Harvey Green—the valley restaurant’s silk-shirted manager—knew we were from the ridge, that we’d lost the house in the fire. ‘Ladies,’ he would acknowledge, as we passed through the foyer. Often he would kiss you on the cheek, hesitate, then reach out a soft damp hand to shake mine. Sometimes I would make an effort to look him in the eye—to lean in close enough to smell the cologne and sweat of his collar, kissing him, just lightly, on a freshly shaven cheek. Harvey wasn’t sure how to take my short-clipped curls, my boyish windcheaters the colour of clay. He could be certain, however, about our regularity. We began eating at the restaurant on what you called the odd days: Mondays, Wednesdays, Saturdays too.

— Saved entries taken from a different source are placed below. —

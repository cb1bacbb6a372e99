/**
 * In-Memory Credential Store
 *
 * Used when no `DATABASE_URL` is configured and throughout the test-suite.
 * Ids are assigned sequentially from 1 and emails are unique, matching the
 * constraints of the `users` table.
 */

use std::collections::{BTreeMap, BTreeSet};

use async_trait::async_trait;
use chrono::Utc;
use tokio::sync::RwLock;

use crate::backend::auth::users::{CredentialStore, Identity, NewIdentity, StoreError};
use crate::shared::{Permission, Role};

#[derive(Default)]
struct Inner {
    next_id: i64,
    identities: BTreeMap<i64, Identity>,
}

/// Credential store held in process memory
#[derive(Default)]
pub struct MemoryCredentialStore {
    inner: RwLock<Inner>,
}

impl MemoryCredentialStore {
    pub fn new() -> Self {
        Self::default()
    }

    /// Number of stored identities
    pub async fn len(&self) -> usize {
        self.inner.read().await.identities.len()
    }

    pub async fn is_empty(&self) -> bool {
        self.len().await == 0
    }

    async fn update<F>(&self, id: i64, apply: F) -> Result<Identity, StoreError>
    where
        F: FnOnce(&mut Identity) + Send,
    {
        let mut inner = self.inner.write().await;
        let identity = inner.identities.get_mut(&id).ok_or(StoreError::NotFound(id))?;
        apply(identity);
        identity.updated_at = Utc::now();
        Ok(identity.clone())
    }
}

#[async_trait]
impl CredentialStore for MemoryCredentialStore {
    async fn find_by_email(&self, email: &str) -> Result<Option<Identity>, StoreError> {
        let inner = self.inner.read().await;
        Ok(inner.identities.values().find(|i| i.email == email).cloned())
    }

    async fn find_by_id(&self, id: i64) -> Result<Option<Identity>, StoreError> {
        Ok(self.inner.read().await.identities.get(&id).cloned())
    }

    async fn create(&self, new_identity: NewIdentity) -> Result<Identity, StoreError> {
        let mut inner = self.inner.write().await;
        if inner.identities.values().any(|i| i.email == new_identity.email) {
            return Err(StoreError::DuplicateEmail(new_identity.email));
        }

        inner.next_id += 1;
        let now = Utc::now();
        let identity = Identity {
            id: inner.next_id,
            email: new_identity.email,
            display_name: new_identity.display_name,
            secret_hash: new_identity.secret_hash,
            roles: new_identity.roles,
            permissions: new_identity.permissions,
            area: new_identity.area,
            created_at: now,
            updated_at: now,
        };
        inner.identities.insert(identity.id, identity.clone());
        Ok(identity)
    }

    async fn update_roles(&self, id: i64, roles: &BTreeSet<Role>) -> Result<Identity, StoreError> {
        let roles = roles.clone();
        self.update(id, move |identity| identity.roles = roles).await
    }

    async fn update_permissions(
        &self,
        id: i64,
        permissions: &BTreeSet<Permission>,
    ) -> Result<Identity, StoreError> {
        let permissions = permissions.clone();
        self.update(id, move |identity| identity.permissions = permissions)
            .await
    }

    async fn list(&self) -> Result<Vec<Identity>, StoreError> {
        Ok(self.inner.read().await.identities.values().cloned().collect())
    }
}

‘D’you mind driving?’ you asked over our last dinner, though you always drove. I had to look down at my unfinished plate of a La Vallee special—buttered prawns and ricotta croquettes—for a second. I remember something in me softening, as I thought of the comfort of the gravel-road dust in our headlights, a gentler light, along with the possibility of you sleeping beside me on the way home—your powdered cheek pressed into car-seat cloth. I would take the long way round to our IKEA-curtained caravan—avoiding tape, the council kind, that marked the place where all the trunks lost their colour, where all the birds were disappeared.

Sunday mornings I’d started hosing down the wasp nests that appeared during the week—under the caravan awnings, and along the crumbled brickwork of the fence that used to be. You’d go out to Doncaster, buying new cutlery and avocado-mint moisturiser which, when I kissed you, tasted unlike the plain sorbolene soap I was used to you using. ‘Love you,’ you stated with a new matter-of-factness that scared me—later coming home to unload ribbon-lidded jars of marmalade, boxes of macadamia nuts, silver pouches of dried figs. But when I went to hug you, you just pointed out of the dusty window. ‘Look,’ you said, ‘the currawongs are back.’ And I spent the rest of the afternoon watching for birds for you, the new binoculars we bought (another splurge) heavy around my neck.

A foggy-eyed waiter came over for coffee orders, that last night at La Vallee.